Murray intended to resign within days of report

THE Limerick diocese yesterday revealed how Bishop Donal Murray had informed senior priests in the diocese as far back as December 1 – just four days after the publication of the Murphy report – of his intention to resign.

In a statement released after the formal announcement of Bishop Murray’s resignation, the diocese revealed how the bishop had conveyed his decision to the Vicars General of the diocese.

According to the diocesan statement, he made this decision after taking the views of people inside and outside the diocese in the wake of the publication of the Murphy report.

The diocese spokesperson said issue had been taken with the fact that Bishop Murray did not announce his intention to resign when interviewed by the Limerick Leader on Tuesday, December 1, despite having, in the previous hour, discussed at a meeting with the Vicars General of the Diocese his intention to offer his resignation.

“Bishop Murray was not in a position to confirm anything in that interview of his intention to resign, nor was it within his gift to do so as it would be in breach of the process involved in submitting one’s resignation as a bishop,” the spokesman said.

The process of offering a bishop’s resignation to the Pope begins with the bishop notifying the Apostolic Nuncio of this intention. The Apostolic Nuncio then informs the Congregation of Bishops which in turn brings the matter to the Pope, he said.

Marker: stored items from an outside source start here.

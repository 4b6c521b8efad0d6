//! Serial number normalization.
//!
//! Serial numbers are base64 text. End users paste them with line breaks,
//! spaces, and dashes mixed in, so comparison happens on the canonical form:
//! the input with everything outside the base64 alphabet removed.

/// Returns true if `c` belongs to the serial alphabet `[A-Za-z0-9+/=]`.
#[must_use]
pub const fn is_serial_char(c: char) -> bool {
    c.is_ascii_alphanumeric() || matches!(c, '+' | '/' | '=')
}

/// Filters `raw` down to the serial alphabet, preserving order.
///
/// Total and idempotent; the result may be empty.
#[must_use]
pub fn normalize(raw: &str) -> String {
    raw.chars().filter(|&c| is_serial_char(c)).collect()
}
//! Shared test helpers for licensing tests.

#![allow(dead_code)]

use chrono::NaiveDate;
use licensekit_config::ConfigStore;
use licensekit_license::{LicenseEvaluator, LicenseFacts, Licensing, ManualClock};
use std::sync::Arc;
use std::time::Duration;

/// The calendar date every test runs on.
pub fn today() -> NaiveDate {
    date(2026, 6, 15)
}

pub fn date(y: i32, m: u32, d: u32) -> NaiveDate {
    NaiveDate::from_ymd_opt(y, m, d).unwrap()
}

/// Builds a store whose license section holds `body`.
pub fn store(body: &str) -> ConfigStore {
    ConfigStore::parse(&format!("[TestLicense]\n{body}\n"))
}

/// An evaluator over `body` with a manual clock fixed at [`today`].
pub fn evaluator(body: &str) -> (LicenseEvaluator, Arc<ManualClock>) {
    let clock = Arc::new(ManualClock::new(today()));
    let facts = LicenseFacts::from_store(&store(body));
    (LicenseEvaluator::with_clock(facts, clock.clone()), clock)
}

/// Licensing over `body` with a manual clock fixed at [`today`].
pub fn licensing(body: &str) -> (Licensing, Arc<ManualClock>) {
    let clock = Arc::new(ManualClock::new(today()));
    (Licensing::with_clock(&store(body), clock.clone()), clock)
}

pub fn minutes(n: u64) -> Duration {
    Duration::from_secs(n * 60)
}
//! Error types for activation.

use thiserror::Error;

/// Wire value for a successful activation call.
pub const ACTIVATION_OK: i32 = 0;

/// Wire value reported by the C ABI when an output buffer is too small.
pub const ACTIVATION_SMALL_BUFFER: i32 = 1;

/// Ways an activation or deactivation request can fail.
///
/// Every variant is a business outcome rather than a fault; callers are
/// expected to branch on it.
#[derive(Debug, Clone, Copy, PartialEq, Eq, Hash, Error)]
pub enum ActivationError {
    /// The activation server could not be reached or timed out.
    #[error("no connection to activation server")]
    NoConnection,

    /// The server answered with something unrecognizable.
    #[error("bad reply from activation server")]
    BadReply,

    /// The activation code has been banned.
    #[error("activation code is banned")]
    Banned,

    /// Local activation state is inconsistent.
    #[error("activation data is corrupted")]
    Corrupted,

    /// The activation code is malformed or unknown.
    #[error("bad activation code")]
    BadCode,

    /// The activation code has already been used.
    #[error("activation code already used")]
    AlreadyUsed,

    /// The server does not know the serial being deactivated.
    #[error("serial number unknown to server")]
    SerialUnknown,

    /// The activation code has expired.
    #[error("activation code expired")]
    Expired,

    /// Activation is not available in this build or configuration.
    #[error("activation not available")]
    NotAvailable,
}

impl ActivationError {
    /// Returns the numeric wire value for this outcome.
    #[must_use]
    pub const fn code(self) -> i32 {
        match self {
            Self::NoConnection => 2,
            Self::BadReply => 3,
            Self::Banned => 4,
            Self::Corrupted => 5,
            Self::BadCode => 6,
            Self::AlreadyUsed => 7,
            Self::SerialUnknown => 8,
            Self::Expired => 9,
            Self::NotAvailable => 10,
        }
    }

    /// Maps a wire value back to an outcome.
    ///
    /// Returns `None` for [`ACTIVATION_OK`], [`ACTIVATION_SMALL_BUFFER`],
    /// and unknown values.
    #[must_use]
    pub const fn from_code(code: i32) -> Option<Self> {
        match code {
            2 => Some(Self::NoConnection),
            3 => Some(Self::BadReply),
            4 => Some(Self::Banned),
            5 => Some(Self::Corrupted),
            6 => Some(Self::BadCode),
            7 => Some(Self::AlreadyUsed),
            8 => Some(Self::SerialUnknown),
            9 => Some(Self::Expired),
            10 => Some(Self::NotAvailable),
            _ => None,
        }
    }
}

/// Result type for activation operations.
pub type ActivationResult<T> = Result<T, ActivationError>;
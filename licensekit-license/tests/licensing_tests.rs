mod common;

use common::{licensing, minutes};
use licensekit_config::ConfigStore;
use licensekit_license::{
    machine_fingerprint, Licensing, ProtectionProbe, SerialFlag, SerialState, Unprotected,
};
use pretty_assertions::assert_eq;
use std::sync::Arc;
use std::thread;

#[test]
fn trial_runs_out_after_time_limit() {
    let (lic, clock) = licensing("AcceptedSerialNumber=ABC123\nTimeLimit=10");
    assert!(lic.set_serial_number("ABC123").is_success());

    clock.advance(minutes(11));
    assert_eq!(
        lic.serial_number_state(),
        SerialState::only(SerialFlag::RunningTimeOver)
    );

    let data = lic.serial_number_data();
    assert_eq!(data.state, SerialState::only(SerialFlag::RunningTimeOver));
    assert_eq!(data.running_time, 10);
}

#[test]
fn facade_delegates_to_evaluator() {
    let (lic, _) = licensing("AcceptedSerialNumber=ABC123\nUserName=Jane");
    lic.set_serial_number("ABC123");
    assert!(lic.evaluator().session().serial_accepted);
    assert_eq!(lic.serial_number_data().user_name, "Jane");
}

#[test]
fn current_hwid_prefers_store() {
    let (lic, _) = licensing("MyHWID=machine-7");
    assert_eq!(lic.current_hwid(), "machine-7");
}

#[test]
fn current_hwid_falls_back_to_fingerprint() {
    let (lic, _) = licensing("");
    let hwid = lic.current_hwid();
    assert!(!hwid.is_empty());
    assert_eq!(hwid, machine_fingerprint());
    assert_eq!(lic.current_hwid(), hwid);
}

#[test]
fn missing_file_uses_defaults() {
    let dir = tempfile::tempdir().unwrap();
    let store = ConfigStore::load(dir.path().join("absent.ini")).unwrap();
    let lic = Licensing::new(&store);

    assert_eq!(lic.set_serial_number("serialnumber"), SerialState::SUCCESS);
    assert_eq!(lic.activate_license("activationcode"), Ok("serialnumber".into()));
}

#[test]
fn activation_round_trip_through_facade() {
    let (lic, _) = licensing(
        "AcceptedSerialNumber=ABC123\nAcceptedActivationCode=xyz-1\nExpDate=20000101",
    );
    let serial = lic.activate_license("xyz-1").unwrap();
    assert_eq!(
        lic.set_serial_number(&serial),
        SerialState::only(SerialFlag::DateExpired)
    );
    assert_eq!(lic.deactivate_license(&serial), Ok(()));
}

#[test]
fn unprotected_probe() {
    let probe = Unprotected;
    assert!(!probe.is_protected());
    assert!(!probe.is_debugger_present(true));
    assert!(!probe.is_virtual_machine_present());
    assert!(probe.is_valid_image_crc());
    assert_eq!(probe.decrypt_string("secret"), "secret");
}

// ── Concurrency ─────────────────────────────────────────────────

#[test]
fn concurrent_readers_never_see_half_set_session() {
    // Accepted and blacklisted are the same serial, so any verdict other
    // than Invalid or Blacklisted means a reader saw only half a session.
    let (lic, _) = licensing("AcceptedSerialNumber=ABC123\nBlackListedSerialNumber=ABC123");
    let lic = Arc::new(lic);
    let allowed = [
        SerialState::only(SerialFlag::Invalid),
        SerialState::only(SerialFlag::Blacklisted),
    ];

    let writers: Vec<_> = ["ABC123", "nope", "ABC123", "nope"]
        .into_iter()
        .map(|serial| {
            let lic = Arc::clone(&lic);
            thread::spawn(move || {
                for _ in 0..500 {
                    let state = lic.set_serial_number(serial);
                    assert!(allowed.contains(&state), "unexpected state {state}");
                }
            })
        })
        .collect();

    let readers: Vec<_> = (0..4)
        .map(|_| {
            let lic = Arc::clone(&lic);
            thread::spawn(move || {
                for _ in 0..500 {
                    let session = lic.evaluator().session();
                    assert_eq!(session.serial_accepted, session.serial_blacklisted);
                    let state = lic.serial_number_state();
                    assert!(allowed.contains(&state), "unexpected state {state}");
                    assert_ne!(state, SerialState::SUCCESS);
                }
            })
        })
        .collect();

    for handle in writers.into_iter().chain(readers) {
        handle.join().unwrap();
    }
}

The statement reveals that on December 2, Dr Murray asked the Apostolic Nuncio to arrange a meeting with the Congregation of Bishops in Rome. This meeting took place on December 7 at which Cardinal Re agreed to present Bishop Murray’s letter of resignation to the Pope on Saturday, December 12, during their weekly meeting.

Bishop Murray was told on Monday last that the Pope had acceded to his request and accepted his resignation.

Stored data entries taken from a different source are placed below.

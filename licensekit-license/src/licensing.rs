//! One-stop licensing API over a license store.

use crate::activation::{self, ActivationSettings, LocalActivation};
use crate::clock::Clock;
use crate::data::SerialNumberData;
use crate::error::ActivationResult;
use crate::evaluator::LicenseEvaluator;
use crate::facts::LicenseFacts;
use crate::hwid::resolve_hwid;
use crate::state::SerialState;
use licensekit_config::ConfigStore;
use std::sync::{Arc, OnceLock};

/// Serial evaluation and activation for one license store.
///
/// Activation here is the local contract: codes are checked against the
/// store. Remote activation lives in `OnlineActivation` behind the
/// `online` feature, built from [`Licensing::activation_settings`].
#[derive(Debug)]
pub struct Licensing {
    evaluator: LicenseEvaluator,
    settings: ActivationSettings,
    fingerprint: OnceLock<String>,
}

impl Licensing {
    /// Builds licensing over `store`, counting running time from now.
    #[must_use]
    pub fn new(store: &ConfigStore) -> Self {
        Self::from_parts(
            LicenseEvaluator::from_store(store),
            ActivationSettings::from_store(store),
        )
    }

    /// Builds licensing over `store` with an explicit time source.
    #[must_use]
    pub fn with_clock(store: &ConfigStore, clock: Arc<dyn Clock>) -> Self {
        Self::from_parts(
            LicenseEvaluator::with_clock(LicenseFacts::from_store(store), clock),
            ActivationSettings::from_store(store),
        )
    }

    /// Assembles licensing from an evaluator and activation settings.
    #[must_use]
    pub fn from_parts(evaluator: LicenseEvaluator, settings: ActivationSettings) -> Self {
        Self {
            evaluator,
            settings,
            fingerprint: OnceLock::new(),
        }
    }

    /// The underlying evaluator.
    #[must_use]
    pub fn evaluator(&self) -> &LicenseEvaluator {
        &self.evaluator
    }

    /// Settings for remote and offline activation.
    #[must_use]
    pub fn activation_settings(&self) -> &ActivationSettings {
        &self.settings
    }

    /// See [`LicenseEvaluator::set_serial_number`].
    pub fn set_serial_number(&self, serial: &str) -> SerialState {
        self.evaluator.set_serial_number(serial)
    }

    /// See [`LicenseEvaluator::serial_number_state`].
    #[must_use]
    pub fn serial_number_state(&self) -> SerialState {
        self.evaluator.serial_number_state()
    }

    /// See [`LicenseEvaluator::serial_number_data`].
    #[must_use]
    pub fn serial_number_data(&self) -> SerialNumberData {
        self.evaluator.serial_number_data()
    }

    /// Hardware id of this machine: `MyHWID` from the store, otherwise a
    /// fingerprint of the hardware.
    #[must_use]
    pub fn current_hwid(&self) -> String {
        resolve_hwid(self.evaluator.facts().my_hwid.as_deref(), &self.fingerprint)
    }

    /// Trades an activation code for a serial number.
    ///
    /// The returned serial is meant to be passed to
    /// [`set_serial_number`](Self::set_serial_number).
    ///
    /// # Errors
    ///
    /// Returns [`ActivationError::BadCode`](crate::ActivationError::BadCode)
    /// if the code is not the accepted one.
    pub fn activate_license(&self, code: &str) -> ActivationResult<String> {
        LocalActivation::new(self.evaluator.facts()).activate(code)
    }

    /// Releases a serial number.
    ///
    /// # Errors
    ///
    /// Never fails locally.
    pub fn deactivate_license(&self, serial: &str) -> ActivationResult<()> {
        LocalActivation::new(self.evaluator.facts()).deactivate(serial)
    }

    /// Activation request for manual submission, bound to this machine.
    ///
    /// # Errors
    ///
    /// Returns `BadCode` if the code is malformed.
    pub fn offline_activation_string(&self, code: &str) -> ActivationResult<String> {
        activation::offline_activation_string(code, &self.current_hwid(), &self.settings)
    }

    /// Deactivation request for manual submission.
    ///
    /// # Errors
    ///
    /// Returns `BadCode` if the serial is empty.
    pub fn offline_deactivation_string(&self, serial: &str) -> ActivationResult<String> {
        activation::offline_deactivation_string(serial)
    }

    /// A remote activation client for this machine.
    ///
    /// # Errors
    ///
    /// Returns `NotAvailable` if no activation server is configured.
    #[cfg(feature = "online")]
    pub fn online(&self) -> ActivationResult<crate::online::OnlineActivation> {
        crate::online::OnlineActivation::new(self.settings.clone(), self.current_hwid())
    }
}
#![allow(dead_code)]

use clap::Parser;
use licensekit_cli::{run, Args};
use std::fs;
use std::path::PathBuf;
use tempfile::TempDir;

/// Writes `contents` to a license file in a fresh directory.
pub fn license_file(contents: &str) -> (TempDir, PathBuf) {
    let dir = tempfile::tempdir().unwrap();
    let path = dir.path().join("license.ini");
    fs::write(&path, contents).unwrap();
    (dir, path)
}

/// Parses `argv` and runs it, returning stdout.
pub fn run_cli(argv: &[&str]) -> anyhow::Result<String> {
    let args = Args::try_parse_from(std::iter::once("licensekit").chain(argv.iter().copied()))?;
    let mut out = Vec::new();
    run(&args, &mut out)?;
    Ok(String::from_utf8(out).unwrap())
}
//! The serial number state machine.

use crate::clock::{Clock, SystemClock};
use crate::data::SerialNumberData;
use crate::facts::LicenseFacts;
use crate::serial::normalize;
use crate::state::{SerialFlag, SerialState};
use licensekit_config::ConfigStore;
use std::sync::{Arc, Mutex, MutexGuard, PoisonError};
use tracing::{debug, info};

/// What the evaluator remembers about the last serial it was given.
///
/// Written only by [`LicenseEvaluator::set_serial_number`]; never persisted.
#[derive(Debug, Clone, Copy, Default, PartialEq, Eq)]
pub struct SessionState {
    /// The canonical serial equals the accepted serial.
    pub serial_accepted: bool,
    /// The canonical serial equals the blacklisted serial.
    pub serial_blacklisted: bool,
}

/// Evaluates serial numbers against a snapshot of license facts.
///
/// Session state sits behind a single mutex that is held for the whole of
/// [`set_serial_number`](Self::set_serial_number), so concurrent readers
/// never see a half-updated session.
pub struct LicenseEvaluator {
    facts: LicenseFacts,
    clock: Arc<dyn Clock>,
    session: Mutex<SessionState>,
}

impl std::fmt::Debug for LicenseEvaluator {
    fn fmt(&self, f: &mut std::fmt::Formatter<'_>) -> std::fmt::Result {
        f.debug_struct("LicenseEvaluator")
            .field("facts", &self.facts)
            .field("session", &self.session())
            .finish_non_exhaustive()
    }
}

impl LicenseEvaluator {
    /// Creates an evaluator whose running time starts now.
    #[must_use]
    pub fn new(facts: LicenseFacts) -> Self {
        Self::with_clock(facts, Arc::new(SystemClock::start()))
    }

    /// Creates an evaluator over the facts in `store`.
    #[must_use]
    pub fn from_store(store: &ConfigStore) -> Self {
        Self::new(LicenseFacts::from_store(store))
    }

    /// Creates an evaluator with an explicit time source.
    #[must_use]
    pub fn with_clock(facts: LicenseFacts, clock: Arc<dyn Clock>) -> Self {
        Self {
            facts,
            clock,
            session: Mutex::new(SessionState::default()),
        }
    }

    /// The facts this evaluator checks against.
    #[must_use]
    pub fn facts(&self) -> &LicenseFacts {
        &self.facts
    }

    /// A copy of the current session state.
    #[must_use]
    pub fn session(&self) -> SessionState {
        *self.lock_session()
    }

    /// Replaces the current serial number and evaluates it.
    ///
    /// An empty serial resets the session and is `Invalid`.
    pub fn set_serial_number(&self, serial: &str) -> SerialState {
        let mut session = self.lock_session();
        *session = SessionState::default();

        if serial.is_empty() {
            debug!("empty serial number");
            return SerialState::only(SerialFlag::Invalid);
        }

        let canonical = normalize(serial);
        session.serial_accepted = canonical == self.facts.accepted_serial();
        session.serial_blacklisted =
            self.facts.blacklisted_serial.as_deref() == Some(canonical.as_str());

        let state = self.evaluate(&session);
        info!(
            accepted = session.serial_accepted,
            blacklisted = session.serial_blacklisted,
            %state,
            "serial number set"
        );
        state
    }

    /// Re-evaluates the current session against the facts and clock.
    ///
    /// Safe to call periodically; running time and dates are read fresh.
    #[must_use]
    pub fn serial_number_state(&self) -> SerialState {
        let session = self.lock_session();
        self.evaluate(&session)
    }

    /// Evaluates the session and projects the licensed data.
    ///
    /// A rejected serial yields only its verdict, so no licensee data leaks
    /// even when stale facts are present.
    #[must_use]
    pub fn serial_number_data(&self) -> SerialNumberData {
        let state = self.serial_number_state();
        if state.is_rejected() {
            return SerialNumberData::rejected(state);
        }
        SerialNumberData::project(state, &self.facts)
    }

    fn evaluate(&self, session: &SessionState) -> SerialState {
        if !session.serial_accepted {
            return SerialState::only(SerialFlag::Invalid);
        }
        if session.serial_blacklisted {
            return SerialState::only(SerialFlag::Blacklisted);
        }

        let mut state = SerialState::SUCCESS;

        if let Some(limit) = self.facts.running_time_limit {
            let minutes = self.clock.elapsed().as_secs() / 60;
            if minutes >= u64::from(limit) {
                state |= SerialFlag::RunningTimeOver;
            }
        }

        let today = self.clock.today();
        if self.facts.expiration_date.is_some_and(|d| today > d) {
            state |= SerialFlag::DateExpired;
        }
        if self.facts.max_build_date.is_some_and(|d| today > d) {
            state |= SerialFlag::MaxBuildExpired;
        }

        if self.facts.hwid_mismatch() {
            state |= SerialFlag::BadHwid;
        }

        debug!(%state, "evaluated serial number");
        state
    }

    fn lock_session(&self) -> MutexGuard<'_, SessionState> {
        self.session.lock().unwrap_or_else(PoisonError::into_inner)
    }
}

The diocesan statement continued: “Cardinal Re agreed that it would be appropriate for Bishop Murray to return to Limerick in order to be present in the diocese at the time of the announcement by the Holy See yesterday.

The statement concluded: “Bishop Murray has expressed his appreciation to Cardinal Brady who was unfailingly supportive and helpful to him during this time.”

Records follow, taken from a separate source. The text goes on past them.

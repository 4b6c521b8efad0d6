//! Activation code exchange.
//!
//! An activation code is a short, one-time code that the vendor's server
//! trades for a serial number bound to this machine. Three paths exist:
//!
//! - **Local**: the code is checked against the store. This is the
//!   contract every build supports.
//! - **Offline**: the request is packed into an opaque string that the
//!   user submits through a browser-based manager when the machine has no
//!   connectivity.
//! - **Online** (feature `online`): the request is sent to the server and
//!   its reply mapped onto [`ActivationError`].
//!
//! # Request Format
//!
//! Requests are query strings. Activation sends `code`, `hwid` (base64 of
//! the hardware id), and `hash` (base64 SHA-256 of the product code).
//! Deactivation sends only `hash`, the base64 SHA-256 of the canonical
//! serial. Offline strings are the base64 of the same query prefixed with
//! `type=activation&` or `type=deactivation&`.

use crate::error::{ActivationError, ActivationResult};
use crate::facts::{keys, LicenseFacts};
use crate::serial::normalize;
use base64::{engine::general_purpose::STANDARD as BASE64, Engine};
use licensekit_config::ConfigStore;
use serde::{Deserialize, Serialize};
use sha2::{Digest, Sha256};
use std::time::Duration;
use tracing::{debug, info};

/// Longest accepted activation code.
pub const MAX_CODE_LEN: usize = 32;

/// Shortest serial number a server reply may carry.
pub const MIN_REPLY_SERIAL_LEN: usize = 64;

/// Default timeout for remote activation requests.
pub const DEFAULT_TIMEOUT_SECS: u64 = 10;

/// Where and as what product to activate.
#[derive(Debug, Clone, PartialEq, Eq, Serialize, Deserialize)]
#[serde(default)]
pub struct ActivationSettings {
    /// Base URL of the activation server. `None` disables remote activation.
    pub server_url: Option<String>,
    /// Identifies the product to the server.
    pub product_code: String,
    /// Per-request timeout, in seconds.
    pub timeout_secs: u64,
}

impl Default for ActivationSettings {
    fn default() -> Self {
        Self {
            server_url: None,
            product_code: String::new(),
            timeout_secs: DEFAULT_TIMEOUT_SECS,
        }
    }
}

impl ActivationSettings {
    /// Reads `ActivationUrl` and `ProductCode` from the store.
    #[must_use]
    pub fn from_store(store: &ConfigStore) -> Self {
        Self {
            server_url: store.lookup(keys::ACTIVATION_URL).map(str::to_string),
            product_code: store
                .lookup(keys::PRODUCT_CODE)
                .unwrap_or_default()
                .to_string(),
            ..Self::default()
        }
    }

    /// Request timeout.
    #[must_use]
    pub fn timeout(&self) -> Duration {
        Duration::from_secs(self.timeout_secs)
    }

    /// Base64 SHA-256 of the product code, sent as `hash`.
    #[must_use]
    pub fn product_hash(&self) -> String {
        BASE64.encode(Sha256::digest(self.product_code.as_bytes()))
    }

    /// Full URL of a server page.
    ///
    /// # Errors
    ///
    /// Returns [`ActivationError::NotAvailable`] if no server is configured.
    pub fn endpoint(&self, page: &str) -> ActivationResult<String> {
        let base = self
            .server_url
            .as_deref()
            .ok_or(ActivationError::NotAvailable)?;
        Ok(format!("{}/{page}", base.trim_end_matches('/')))
    }
}

/// Returns true if `code` is a well-formed activation code.
///
/// Codes are 1 to [`MAX_CODE_LEN`] characters of `[0-9a-z-]`, any case.
#[must_use]
pub fn is_valid_code(code: &str) -> bool {
    !code.is_empty()
        && code.len() <= MAX_CODE_LEN
        && code.chars().all(|c| c.is_ascii_alphanumeric() || c == '-')
}

/// Base64 SHA-256 of the canonical form of `serial`.
#[must_use]
pub fn serial_hash(serial: &str) -> String {
    BASE64.encode(Sha256::digest(normalize(serial).as_bytes()))
}

/// Packs an activation request for manual submission.
///
/// # Errors
///
/// Returns [`ActivationError::BadCode`] if `code` is malformed.
pub fn offline_activation_string(
    code: &str,
    hwid: &str,
    settings: &ActivationSettings,
) -> ActivationResult<String> {
    if !is_valid_code(code) {
        return Err(ActivationError::BadCode);
    }
    let query = format!(
        "type=activation&code={}&hwid={}&hash={}",
        escape(code),
        escape(&BASE64.encode(hwid.as_bytes())),
        escape(&settings.product_hash()),
    );
    debug!("built offline activation string");
    Ok(BASE64.encode(query))
}

/// Packs a deactivation request for manual submission.
///
/// # Errors
///
/// Returns [`ActivationError::BadCode`] if `serial` has no canonical content.
pub fn offline_deactivation_string(serial: &str) -> ActivationResult<String> {
    if normalize(serial).is_empty() {
        return Err(ActivationError::BadCode);
    }
    let query = format!("type=deactivation&hash={}", escape(&serial_hash(serial)));
    debug!("built offline deactivation string");
    Ok(BASE64.encode(query))
}

/// Maps the body of an activation reply.
///
/// The server answers `OK` followed by a newline and the serial, or one of
/// `BAD`, `BANNED`, `USED`, `EXPIRED`.
///
/// # Errors
///
/// Returns the outcome named by the server, or
/// [`ActivationError::BadReply`] for anything unrecognized.
pub fn parse_activation_reply(body: &str) -> ActivationResult<String> {
    let body = body.trim_end();
    match body {
        "" => Err(ActivationError::BadReply),
        "BAD" => Err(ActivationError::BadCode),
        "BANNED" => Err(ActivationError::Banned),
        "USED" => Err(ActivationError::AlreadyUsed),
        "EXPIRED" => Err(ActivationError::Expired),
        _ => match body.split_once('\n') {
            Some(("OK", serial)) if serial.len() >= MIN_REPLY_SERIAL_LEN => Ok(serial.to_string()),
            _ => Err(ActivationError::BadReply),
        },
    }
}

/// Maps the body of a deactivation reply: `OK`, `ERROR`, or `UNKNOWN`.
///
/// # Errors
///
/// `ERROR` maps to [`ActivationError::Corrupted`], `UNKNOWN` to
/// [`ActivationError::SerialUnknown`], anything else to
/// [`ActivationError::BadReply`].
pub fn parse_deactivation_reply(body: &str) -> ActivationResult<()> {
    match body.trim_end() {
        "OK" => Ok(()),
        "ERROR" => Err(ActivationError::Corrupted),
        "UNKNOWN" => Err(ActivationError::SerialUnknown),
        _ => Err(ActivationError::BadReply),
    }
}

/// Activation against the facts in the local store.
#[derive(Debug, Clone, Copy)]
pub struct LocalActivation<'a> {
    facts: &'a LicenseFacts,
}

impl<'a> LocalActivation<'a> {
    pub fn new(facts: &'a LicenseFacts) -> Self {
        Self { facts }
    }

    /// Trades `code` for the accepted serial number.
    ///
    /// # Errors
    ///
    /// Returns [`ActivationError::BadCode`] unless `code` equals the
    /// accepted activation code.
    pub fn activate(&self, code: &str) -> ActivationResult<String> {
        if code != self.facts.accepted_activation_code() {
            debug!("activation code rejected");
            return Err(ActivationError::BadCode);
        }
        info!("license activated");
        Ok(self.facts.accepted_serial().to_string())
    }

    /// Releases `serial`. Always succeeds locally.
    ///
    /// # Errors
    ///
    /// Never fails; the signature matches the online client.
    pub fn deactivate(&self, _serial: &str) -> ActivationResult<()> {
        info!("license deactivated");
        Ok(())
    }
}

/// Form-url escaping: unreserved characters pass, space becomes `+`,
/// everything else `%xx`.
fn escape(value: &str) -> String {
    let mut out = String::with_capacity(value.len());
    for b in value.bytes() {
        match b {
            b'A'..=b'Z' | b'a'..=b'z' | b'0'..=b'9' | b'-' | b'_' | b'.' | b'~' => {
                out.push(char::from(b));
            }
            b' ' => out.push('+'),
            _ => out.push_str(&format!("%{b:02x}")),
        }
    }
    out
}

#[cfg(test)]
mod tests {
    use super::*;

    #[test]
    fn escape_reserved() {
        assert_eq!(escape("a b+/="), "a+b%2b%2f%3d");
        assert_eq!(escape("Az09-_.~"), "Az09-_.~");
    }

    #[test]
    fn endpoint_joins_without_double_slash() {
        let settings = ActivationSettings {
            server_url: Some("https://example.com/act/".into()),
            ..Default::default()
        };
        assert_eq!(
            settings.endpoint("activation.php").unwrap(),
            "https://example.com/act/activation.php"
        );
    }
}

Bishop Murray’s resignation came into effect at 11am yesterday.

He announced his resignation at St John’s Cathedral to about 200 people who included about 50 priests.

The announcement was followed by an hour of prayer at which solemn music was played.

Bishop Murray arrived at the cathedral with the diocesan secretary, Fr Paul Finnerty, who accompanied Dr Murray to Rome where he requested Pope Benedict to accept his resignation.

Bishop Murray in his statement said he had asked the Holy Father to allow him to resign as he believed his presence would create difficulties for some of the survivors of abuse.

He had heard the views of many survivors in the days following the publication of the Murphy report. “Some expressed the wish that I should resign: others asked me not to do so.”

Dr Murray said the children whose trust was betrayed and who endured the terror, helplessness and suffering inflicted by a frightening and dominant adult, should always have a special place in our prayers.

Mayor of Limerick Kevin Kiely said Dr Murray had served the people of Limerick to the best of his ability and paid tribute to his work on behalf of the diocese.

Mr Kiely added: “I am saddened by the circumstances which led to Dr Murray’s resignation today after several days of reflection and I wish him well in the future.”